Oscar Espinosa, ein früherer Zentralbankfunktionär, erstaunen die Zustände an Kubas Tankstellen nicht. „Es gibt eine generalisierte Korruption auf Kuba, in allen Bereichen des Lebens“, sagt der heute führende Wirtschafsanalyst innerhalb der kubanischen Oppositionsbewegung. Espinosas Erklärung ist simpel: „Die Leute können von dem Gehalt, das ihnen der Staat zugesteht, nicht leben. Also stehlen sie, um zu überleben. Wer in Kuba eine Stelle sucht, fragt nicht: Wieviel verdiene ich? Sondern er fragt sich: Wieviel kann ich aus dem Betrieb abzweigen?“

Die Korruption ist dabei keinesfalls auf den Alltag beschränkt. So wurden in der vergangenen Woche (6. Januar) mehrere lokale Parteifunktionäre für Unterschlagungen zu bis zu 20 Jahren Haft verurteilt. Gerüchte gibt es regelmäßig auch über Millionenskandele bis in die höchsten Führungsspitzen Kubas. Über solche Fälle informiert die staatlich kontrollierte Presse Kubas zwar nicht, doch die Gerüchteküche in Havanna brodelt dafür umso heftiger. So sollen im vergangenen Jahr mehrere Dirigenten aus Castros Nachwuchsorganisation der „Union der Jungen Kommunisten“ Geld aus dem Sozialprogramm „Schlacht der Ideen“ abgezweigt haben. Näheres weiß man nicht. Die verdächtigten Funktionäre sind in Kuba schlicht von der Bildfläche verschwunden und werden in der Presse auch nicht mehr erwähnt.

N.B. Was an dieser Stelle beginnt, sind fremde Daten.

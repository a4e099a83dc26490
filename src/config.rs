use std::fs;
use std::path::{Path, PathBuf};

use serde::Deserialize;

use crate::error::ConfigError;
use crate::render::RenderSettings;
use crate::scene::SceneSettings;

/// Inputs, output location and every tunable of a pipeline run.
///
/// Every field has a default, so a JSON config only needs the keys it
/// changes.
#[derive(Debug, Clone, PartialEq, Deserialize)]
#[serde(default)]
pub struct PipelineConfig {
    /// Footprint table (`ID`, `X(m)`, `Y(m)`, `h`).
    pub build_csv: PathBuf,
    /// Camera table (`x`, `y`).
    pub camera_csv: PathBuf,
    /// Directory receiving `panorama_<N>.jpg`.
    pub output_dir: PathBuf,
    pub render: RenderSettings,
    pub scene: SceneSettings,
}

impl Default for PipelineConfig {
    fn default() -> Self {
        Self {
            build_csv: PathBuf::from("app_output_form/build.csv"),
            camera_csv: PathBuf::from("app_output_form/camera.csv"),
            output_dir: PathBuf::from("panorama_input"),
            render: RenderSettings::default(),
            scene: SceneSettings::default(),
        }
    }
}

impl PipelineConfig {
    /// Loads a config from a JSON file.
    ///
    /// # Errors
    ///
    /// Returns an error if the file cannot be read or is not valid config JSON.
    pub fn from_json_file(path: &Path) -> Result<Self, ConfigError> {
        let text = fs::read_to_string(path).map_err(|source| ConfigError::Io {
            path: path.to_path_buf(),
            source,
        })?;
        serde_json::from_str(&text).map_err(|source| ConfigError::Parse {
            path: path.to_path_buf(),
            source,
        })
    }
}
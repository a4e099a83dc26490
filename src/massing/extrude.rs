use thiserror::Error;
use tracing::{debug, warn};

use crate::math::polygon_2d::{close_ring, is_simple_ring, ring_boundary, signed_area_2d};
use crate::math::{lift, Point2, Vector3, TOLERANCE};
use crate::operations::creation::{MakeFace, MakeWire};
use crate::operations::shaping::Extrude;
use crate::tessellation::{TessellateSolid, TriangleMesh};
use crate::topology::{SolidId, TopologyStore};

use super::BuildingGroup;

/// Why a footprint outline could not be turned into a face.
#[derive(Debug, Clone, PartialEq, Error)]
pub enum FaceFailure {
    #[error("only {count} distinct vertices")]
    TooFewDistinctVertices { count: usize },

    #[error("outline encloses no area")]
    ZeroArea,

    #[error("outline intersects itself")]
    SelfIntersecting,

    #[error("{0}")]
    Kernel(String),
}

/// Why a building group produced no solid.
#[derive(Debug, Clone, PartialEq, Error)]
pub enum SkipReason {
    #[error("no height recorded")]
    MissingHeight,

    #[error("{count} vertices, need at least 3")]
    TooFewVertices { count: usize },

    #[error("height {height} cannot be extruded")]
    DegenerateHeight { height: f64 },

    #[error("face construction failed: {0}")]
    FaceConstruction(FaceFailure),

    #[error("extrusion failed: {0}")]
    Extrusion(String),
}

/// A building that was extruded successfully.
#[derive(Debug, Clone)]
pub struct BuiltSolid {
    /// Source building id.
    pub id: String,
    /// Solid name, `building_<id>`.
    pub name: String,
    /// Handle of the solid in the topology store.
    pub solid: SolidId,
    /// Triangulated boundary of the solid, ready for a scene backend.
    pub mesh: TriangleMesh,
}

/// Result of extruding one building group.
#[derive(Debug, Clone)]
pub enum ExtrusionOutcome {
    Built(BuiltSolid),
    Skipped { id: String, reason: SkipReason },
}

impl ExtrusionOutcome {
    /// Returns the built solid, if any.
    #[must_use]
    pub fn built(&self) -> Option<&BuiltSolid> {
        match self {
            Self::Built(solid) => Some(solid),
            Self::Skipped { .. } => None,
        }
    }

    /// Returns the skip reason, if the group was skipped.
    #[must_use]
    pub fn skip_reason(&self) -> Option<&SkipReason> {
        match self {
            Self::Built(_) => None,
            Self::Skipped { reason, .. } => Some(reason),
        }
    }
}

/// Turns building groups into closed prisms.
///
/// Every group yields exactly one outcome. Groups that cannot be built are
/// reported as [`ExtrusionOutcome::Skipped`] and never surface as errors.
#[derive(Debug, Clone)]
pub struct FootprintExtruder {
    name_prefix: String,
}

impl Default for FootprintExtruder {
    fn default() -> Self {
        Self {
            name_prefix: "building_".into(),
        }
    }
}

impl FootprintExtruder {
    /// Creates an extruder naming solids `building_<id>`.
    #[must_use]
    pub fn new() -> Self {
        Self::default()
    }

    /// Extrudes every group, in order.
    pub fn extrude_all(&self, groups: &[BuildingGroup], store: &mut TopologyStore) -> Vec<ExtrusionOutcome> {
        groups.iter().map(|group| self.extrude(group, store)).collect()
    }

    /// Extrudes one group into a solid, or explains why it was skipped.
    ///
    /// Groups rejected by the height, vertex or outline checks write nothing
    /// to `store`. A kernel failure after the face is built can leave that
    /// face, and possibly an untessellated solid, in the store, so
    /// [`TopologyStore::solid_count`] is an upper bound on the built solids.
    pub fn extrude(&self, group: &BuildingGroup, store: &mut TopologyStore) -> ExtrusionOutcome {
        match self.build(group, store) {
            Ok(built) => ExtrusionOutcome::Built(built),
            Err(reason) => {
                debug!(id = %group.id, %reason, "skipping footprint");
                ExtrusionOutcome::Skipped {
                    id: group.id.clone(),
                    reason,
                }
            }
        }
    }

    fn build(&self, group: &BuildingGroup, store: &mut TopologyStore) -> Result<BuiltSolid, SkipReason> {
        let height = group.height.ok_or(SkipReason::MissingHeight)?;
        if group.vertices.len() < 3 {
            return Err(SkipReason::TooFewVertices {
                count: group.vertices.len(),
            });
        }
        if !height.is_finite() || height.abs() < TOLERANCE {
            return Err(SkipReason::DegenerateHeight { height });
        }
        if height < 0.0 {
            warn!(id = %group.id, height, "negative height, extruding downward");
        }

        let mut ring = group.vertices.clone();
        close_ring(&mut ring);
        let boundary = check_outline(&ring).map_err(SkipReason::FaceConstruction)?;

        let points = boundary.iter().map(|p| lift(p, 0.0)).collect();
        let face = MakeWire::new(points, true)
            .execute(store)
            .and_then(|wire| MakeFace::new(wire).execute(store))
            .map_err(|e| SkipReason::FaceConstruction(FaceFailure::Kernel(e.to_string())))?;

        let name = format!("{}{}", self.name_prefix, group.id);
        let solid = Extrude::new(face, Vector3::new(0.0, 0.0, height))
            .with_name(name.clone())
            .execute(store)
            .map_err(|e| SkipReason::Extrusion(e.to_string()))?;
        let mesh = TessellateSolid::new(solid)
            .execute(store)
            .map_err(|e| SkipReason::Extrusion(e.to_string()))?;

        Ok(BuiltSolid {
            id: group.id.clone(),
            name,
            solid,
            mesh,
        })
    }
}

/// Checks that a closed ring can be filled, returning its distinct boundary.
///
/// Runs before anything is written to the store, so outlines rejected here
/// leave the store untouched.
fn check_outline(ring: &[Point2]) -> Result<Vec<Point2>, FaceFailure> {
    let boundary = ring_boundary(ring);
    if boundary.len() < 3 {
        return Err(FaceFailure::TooFewDistinctVertices {
            count: boundary.len(),
        });
    }
    if signed_area_2d(&boundary).abs() < TOLERANCE {
        return Err(FaceFailure::ZeroArea);
    }
    if !is_simple_ring(&boundary) {
        return Err(FaceFailure::SelfIntersecting);
    }
    Ok(boundary)
}
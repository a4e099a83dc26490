use std::collections::HashMap;

use tracing::warn;

use crate::input::FootprintRecord;
use crate::math::{Point2, TOLERANCE};

/// The outline and height of one building, assembled from its vertex rows.
#[derive(Debug, Clone, PartialEq)]
pub struct BuildingGroup {
    /// Building identifier.
    pub id: String,
    /// Outline vertices in row order, not necessarily closed.
    pub vertices: Vec<Point2>,
    /// Height in metres, if any row supplied one.
    pub height: Option<f64>,
}

impl BuildingGroup {
    /// Creates an empty group for `id`.
    #[must_use]
    pub fn new(id: impl Into<String>) -> Self {
        Self {
            id: id.into(),
            vertices: Vec::new(),
            height: None,
        }
    }

    /// Creates a group from explicit vertices and height.
    #[must_use]
    pub fn with_outline(id: impl Into<String>, vertices: Vec<Point2>, height: Option<f64>) -> Self {
        Self {
            id: id.into(),
            vertices,
            height,
        }
    }
}

/// Groups footprint rows by building id.
///
/// Groups come out in the order their id was first seen; vertices keep row
/// order. When rows of one id disagree on the height, the last one wins.
#[must_use]
pub fn group_footprints(records: impl IntoIterator<Item = FootprintRecord>) -> Vec<BuildingGroup> {
    let mut groups: Vec<BuildingGroup> = Vec::new();
    let mut index: HashMap<String, usize> = HashMap::new();

    for record in records {
        let slot = *index.entry(record.id.clone()).or_insert_with(|| {
            groups.push(BuildingGroup::new(record.id.clone()));
            groups.len() - 1
        });
        let group = &mut groups[slot];
        group.vertices.push(Point2::new(record.x, record.y));

        if let Some(h) = record.h {
            if let Some(previous) = group.height {
                if (previous - h).abs() > TOLERANCE {
                    warn!(id = %group.id, previous, height = h, "conflicting heights, keeping the last");
                }
            }
            group.height = Some(h);
        }
    }

    groups
}
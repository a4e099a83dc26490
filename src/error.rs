use std::path::PathBuf;

use thiserror::Error;

/// Top-level error type for the massing pipeline.
#[derive(Debug, Error)]
pub enum MassingError {
    #[error(transparent)]
    Input(#[from] InputError),

    #[error(transparent)]
    Config(#[from] ConfigError),

    #[error(transparent)]
    Geometry(#[from] GeometryError),

    #[error(transparent)]
    Topology(#[from] TopologyError),

    #[error(transparent)]
    Operation(#[from] OperationError),

    #[error(transparent)]
    Tessellation(#[from] TessellationError),

    #[error(transparent)]
    Render(#[from] RenderError),
}

/// Errors raised while reading the footprint and camera tables.
///
/// All of these are fatal: they abort the run before any geometry is built.
#[derive(Debug, Error)]
pub enum InputError {
    #[error("failed to open {}", path.display())]
    Io {
        path: PathBuf,
        #[source]
        source: std::io::Error,
    },

    #[error("malformed csv: {0}")]
    Csv(#[from] csv::Error),

    #[error("{file} is missing required column `{column}`")]
    MissingColumn { file: String, column: &'static str },
}

/// Errors raised while loading a pipeline configuration file.
#[derive(Debug, Error)]
pub enum ConfigError {
    #[error("failed to read config {}", path.display())]
    Io {
        path: PathBuf,
        #[source]
        source: std::io::Error,
    },

    #[error("invalid config {}: {source}", path.display())]
    Parse {
        path: PathBuf,
        #[source]
        source: serde_json::Error,
    },
}

/// Errors related to geometric computations.
#[derive(Debug, Error)]
pub enum GeometryError {
    #[error("degenerate geometry: {0}")]
    Degenerate(String),

    #[error("zero-length vector")]
    ZeroVector,
}

/// Errors related to topological operations.
#[derive(Debug, Error)]
pub enum TopologyError {
    #[error("entity not found: {0}")]
    EntityNotFound(String),

    #[error("wire is not closed")]
    WireNotClosed,

    #[error("invalid topology: {0}")]
    InvalidTopology(String),
}

/// Errors related to modelling operations.
#[derive(Debug, Error)]
pub enum OperationError {
    #[error("invalid input: {0}")]
    InvalidInput(String),

    #[error("operation failed: {0}")]
    Failed(String),
}

/// Errors related to tessellation.
#[derive(Debug, Error)]
pub enum TessellationError {
    #[error("tessellation failed: {0}")]
    Failed(String),
}

/// Errors raised by a scene backend or the render batch.
///
/// A render error aborts the remaining batch.
#[derive(Debug, Error)]
pub enum RenderError {
    #[error("invalid render settings: {0}")]
    InvalidSettings(String),

    #[error("failed to write {}", path.display())]
    Io {
        path: PathBuf,
        #[source]
        source: std::io::Error,
    },

    #[error("failed to encode {}: {source}", path.display())]
    Image {
        path: PathBuf,
        #[source]
        source: image::ImageError,
    },

    #[error("render backend failed: {0}")]
    Backend(String),
}

/// Convenience type alias for results using [`MassingError`].
pub type Result<T> = std::result::Result<T, MassingError>;
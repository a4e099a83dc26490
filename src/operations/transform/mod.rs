mod translate;

pub use translate::Translate;
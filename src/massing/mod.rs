//! Footprint-to-solid extrusion.
//!
//! Rows are grouped into [`BuildingGroup`]s, then each group is closed,
//! filled and extruded into a named prism. Groups that cannot be built are
//! skipped with a [`SkipReason`] instead of failing the run.

mod extrude;
mod group;

pub use extrude::{BuiltSolid, ExtrusionOutcome, FaceFailure, FootprintExtruder, SkipReason};
pub use group::{group_footprints, BuildingGroup};
//! Scene assembly on top of a rendering backend.
//!
//! The pipeline never talks to a renderer directly. It goes through
//! [`SceneBackend`], which covers mesh and material creation, ground, sky,
//! sun, camera, and still rendering.

#[cfg(test)]
pub(crate) mod recording;
mod settings;

pub use settings::{GroundPlane, Material, PanoramicCamera, SceneSettings, SkySettings, SunLamp};

use tracing::info;

use crate::error::RenderError;
use crate::massing::BuiltSolid;
use crate::render::{RenderJob, RenderSettings};
use crate::tessellation::TriangleMesh;

/// Handle to a material registered with a backend.
#[derive(Debug, Clone, Copy, PartialEq, Eq, Hash)]
pub struct MaterialId(pub usize);

/// Capabilities a renderer must offer to host a massing scene.
///
/// Renders are synchronous: `render_still` returns once the image is on
/// disk. Every job carries its own camera state, so a backend keeps no
/// camera pose between calls.
pub trait SceneBackend {
    /// Registers a material and returns its handle.
    fn add_material(&mut self, material: &Material) -> Result<MaterialId, RenderError>;

    /// Adds a named triangle mesh shaded with `material`.
    fn add_mesh(
        &mut self,
        name: &str,
        mesh: &TriangleMesh,
        material: MaterialId,
    ) -> Result<(), RenderError>;

    /// Adds the ground plane.
    fn add_ground_plane(
        &mut self,
        ground: &GroundPlane,
        material: MaterialId,
    ) -> Result<(), RenderError>;

    /// Configures the environment sky.
    fn set_sky(&mut self, sky: &SkySettings) -> Result<(), RenderError>;

    /// Adds a sun lamp.
    fn add_sun(&mut self, sun: &SunLamp) -> Result<(), RenderError>;

    /// Configures the panoramic camera used by every job.
    fn set_camera(&mut self, camera: &PanoramicCamera) -> Result<(), RenderError>;

    /// Renders one still image for `job` and writes it to `job.output_path`.
    fn render_still(&mut self, job: &RenderJob, settings: &RenderSettings) -> Result<(), RenderError>;
}

/// Populates `backend` with the buildings and the scene dressing.
///
/// Buildings share one material; the ground gets its own.
///
/// # Errors
///
/// Returns the first error reported by the backend.
pub fn build_scene<B: SceneBackend + ?Sized>(
    backend: &mut B,
    solids: &[BuiltSolid],
    settings: &SceneSettings,
) -> Result<(), RenderError> {
    let building_material = backend.add_material(&settings.building_material)?;
    for solid in solids {
        backend.add_mesh(&solid.name, &solid.mesh, building_material)?;
    }

    let ground_material = backend.add_material(&settings.ground_material)?;
    backend.add_ground_plane(&settings.ground, ground_material)?;
    backend.set_sky(&settings.sky)?;
    backend.add_sun(&settings.sun)?;
    backend.set_camera(&settings.camera)?;

    info!(buildings = solids.len(), "scene assembled");
    Ok(())
}
use std::collections::{HashMap, HashSet, VecDeque};

use spade::handles::{FixedFaceHandle, FixedVertexHandle, InnerTag};
use spade::{ConstrainedDelaunayTriangulation, InsertionError, Point2 as SpadePoint2, Triangulation};

use crate::error::{Result, TessellationError};
use crate::topology::{FaceId, TopologyStore};

use super::TriangleMesh;

type Cdt = ConstrainedDelaunayTriangulation<SpadePoint2<f64>>;

/// Tessellates a planar face into a triangle mesh.
///
/// The boundary is projected into the face plane and filled with a
/// constrained Delaunay triangulation, so concave outlines are handled.
pub struct TessellateFace {
    face: FaceId,
}

impl TessellateFace {
    /// Creates a new `TessellateFace` operation.
    #[must_use]
    pub fn new(face: FaceId) -> Self {
        Self { face }
    }

    /// Executes the tessellation, returning a triangle mesh.
    ///
    /// # Errors
    ///
    /// Returns an error if the face cannot be tessellated.
    #[allow(clippy::cast_possible_truncation)]
    pub fn execute(&self, store: &TopologyStore) -> Result<TriangleMesh> {
        let face = store.face(self.face)?;
        let plane = &face.surface;
        let normal = *plane.plane_normal();

        let boundary: Vec<_> = store
            .wire_points(face.outer_wire)?
            .iter()
            .map(|p| {
                let uv = plane.project(p);
                SpadePoint2::new(uv.x, uv.y)
            })
            .collect();

        let mut cdt = Cdt::new();
        insert_constraint_loop(&mut cdt, &boundary)?;
        let interior = classify_interior_faces(&cdt);

        let mut mesh = TriangleMesh::default();
        let mut vertex_map: HashMap<usize, u32> = HashMap::new();

        for face_handle in cdt.inner_faces() {
            if !interior.contains(&face_handle.fix().index()) {
                continue;
            }

            // Spade yields counter-clockwise corners; u × v is the face normal,
            // so the triangle winds around the outward normal.
            let mut tri = [0u32; 3];
            for (slot, vh) in face_handle.vertices().iter().enumerate() {
                let key = vh.fix().index();
                tri[slot] = *vertex_map.entry(key).or_insert_with(|| {
                    let pos = vh.position();
                    let idx = mesh.vertices.len() as u32;
                    mesh.vertices
                        .push(plane.evaluate(&crate::math::Point2::new(pos.x, pos.y)));
                    mesh.normals.push(normal);
                    idx
                });
            }
            mesh.indices.push(tri);
        }

        if mesh.indices.is_empty() {
            return Err(TessellationError::Failed("face produced no triangles".into()).into());
        }
        Ok(mesh)
    }
}

/// Inserts a closed boundary into the triangulation as constraint edges.
fn insert_constraint_loop(cdt: &mut Cdt, points: &[SpadePoint2<f64>]) -> Result<()> {
    if points.len() < 3 {
        return Err(
            TessellationError::Failed("constraint loop needs at least 3 points".into()).into(),
        );
    }

    let mut handles: Vec<FixedVertexHandle> = Vec::with_capacity(points.len());
    for &pt in points {
        let h = cdt
            .insert(pt)
            .map_err(|e: InsertionError| TessellationError::Failed(format!("CDT insert: {e}")))?;
        handles.push(h);
    }

    for i in 0..handles.len() {
        let from = handles[i];
        let to = handles[(i + 1) % handles.len()];
        if from == to {
            continue;
        }
        // Spade panics on crossing constraints; a simple boundary never has any.
        if !cdt.can_add_constraint(from, to) {
            return Err(
                TessellationError::Failed("boundary constraints intersect".into()).into(),
            );
        }
        cdt.add_constraint(from, to);
    }

    Ok(())
}

/// Marks inner faces that lie inside the constrained boundary.
///
/// Flood-fills from the convex hull inward, flipping parity each time a
/// constraint edge is crossed. Odd parity means inside.
fn classify_interior_faces(cdt: &Cdt) -> HashSet<usize> {
    let mut interior = HashSet::new();
    let mut parity: HashMap<usize, u32> = HashMap::new();
    let mut queue: VecDeque<(FixedFaceHandle<InnerTag>, u32)> = VecDeque::new();

    let outer_fix = cdt.outer_face().fix();

    for edge in cdt.directed_edges() {
        if edge.face().fix() != outer_fix {
            continue;
        }
        let Some(inner) = edge.rev().face().as_inner() else {
            continue;
        };
        let idx = inner.fix().index();
        if parity.contains_key(&idx) {
            continue;
        }
        let depth = u32::from(cdt.is_constraint_edge(edge.as_undirected().fix()));
        parity.insert(idx, depth);
        if depth % 2 == 1 {
            interior.insert(idx);
        }
        queue.push_back((inner.fix(), depth));
    }

    while let Some((face_fix, depth)) = queue.pop_front() {
        for edge in cdt.face(face_fix).adjacent_edges() {
            let Some(neighbor) = edge.rev().face().as_inner() else {
                continue;
            };
            let idx = neighbor.fix().index();
            if parity.contains_key(&idx) {
                continue;
            }
            let next = depth + u32::from(cdt.is_constraint_edge(edge.as_undirected().fix()));
            parity.insert(idx, next);
            if next % 2 == 1 {
                interior.insert(idx);
            }
            queue.push_back((neighbor.fix(), next));
        }
    }

    interior
}

#[cfg(test)]
#[allow(clippy::unwrap_used)]
mod tests {
    use super::*;
    use crate::math::{Point3, Vector3};
    use crate::operations::creation::{MakeFace, MakeWire};
    use approx::assert_relative_eq;

    fn p(x: f64, y: f64) -> Point3 {
        Point3::new(x, y, 0.0)
    }

    fn make_face_from_points(store: &mut TopologyStore, points: Vec<Point3>) -> FaceId {
        let wire = MakeWire::new(points, true).execute(store).unwrap();
        MakeFace::new(wire).execute(store).unwrap()
    }

    fn mesh_area(mesh: &TriangleMesh) -> f64 {
        (0..mesh.triangle_count())
            .map(|i| {
                let [a, b, c] = mesh.triangle(i);
                (b - a).cross(&(c - a)).norm() * 0.5
            })
            .sum()
    }

    #[test]
    fn triangle_produces_1_triangle() {
        let mut store = TopologyStore::new();
        let face = make_face_from_points(&mut store, vec![p(0.0, 0.0), p(4.0, 0.0), p(2.0, 3.0)]);
        let mesh = TessellateFace::new(face).execute(&store).unwrap();
        assert_eq!(mesh.indices.len(), 1);
        assert_eq!(mesh.vertices.len(), 3);
        assert_eq!(mesh.normals.len(), 3);
    }

    #[test]
    fn square_produces_2_triangles() {
        let mut store = TopologyStore::new();
        let face = make_face_from_points(
            &mut store,
            vec![p(0.0, 0.0), p(4.0, 0.0), p(4.0, 4.0), p(0.0, 4.0)],
        );
        let mesh = TessellateFace::new(face).execute(&store).unwrap();
        assert_eq!(mesh.indices.len(), 2);
        assert_eq!(mesh.vertices.len(), 4);
        assert_relative_eq!(mesh_area(&mesh), 16.0, epsilon = 1e-9);
    }

    #[test]
    fn l_shape_concave_tessellates() {
        let mut store = TopologyStore::new();
        let face = make_face_from_points(
            &mut store,
            vec![
                p(0.0, 0.0),
                p(4.0, 0.0),
                p(4.0, 2.0),
                p(2.0, 2.0),
                p(2.0, 4.0),
                p(0.0, 4.0),
            ],
        );
        let mesh = TessellateFace::new(face).execute(&store).unwrap();
        // L-shape (6 vertices, concave) → 4 triangles covering 12 m²
        assert_eq!(mesh.indices.len(), 4);
        assert_eq!(mesh.vertices.len(), 6);
        assert_relative_eq!(mesh_area(&mesh), 12.0, epsilon = 1e-9);
    }

    #[test]
    fn triangles_wind_around_face_normal() {
        let mut store = TopologyStore::new();
        let face = make_face_from_points(
            &mut store,
            vec![p(0.0, 0.0), p(0.0, 3.0), p(3.0, 3.0), p(3.0, 0.0)],
        );
        let mesh = TessellateFace::new(face).execute(&store).unwrap();
        for i in 0..mesh.triangle_count() {
            let [a, b, c] = mesh.triangle(i);
            let winding = (b - a).cross(&(c - a));
            assert!(winding.dot(&-Vector3::z()) > 0.0);
        }
    }

    #[test]
    fn normals_match_plane_normal() {
        let mut store = TopologyStore::new();
        let face = make_face_from_points(
            &mut store,
            vec![p(0.0, 0.0), p(5.0, 0.0), p(5.0, 1.0), p(0.0, 1.0)],
        );
        let mesh = TessellateFace::new(face).execute(&store).unwrap();
        for n in &mesh.normals {
            assert_relative_eq!(*n, Vector3::z());
        }
    }
}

Eine Serie weiterer Skandale wurden aus dem von Fidel Castros Bruder Raúl dominierten Tourismusbereich bekannt. Der grösste darunter war derjenige um den damaligen Präsidenten der Holding Cubanacán, Juan José Vega, der einen zweistelligen Millionenbetrag abgezweigt haben soll. Unwillentlich zur Aufdeckung dieses Skandals beigetragen hatte die Schweizer Großbank UBS. Sie war im Mai 2004 für ihre milliardenschweren Dollarbargeldgeschäfte mit Kuba von der US-amerikanischen Zentralbank mit 100 Millionen Dollar gebüsst worden. Als Castro daraufhin im November 2004 allen Devisenfirmen in Kuba den Umtausch ihrer Dollars in konvertible Pesos anordnete, kamen die schwarzen Löcher in den Dollarkassen der Cubanacán ans Tageslicht.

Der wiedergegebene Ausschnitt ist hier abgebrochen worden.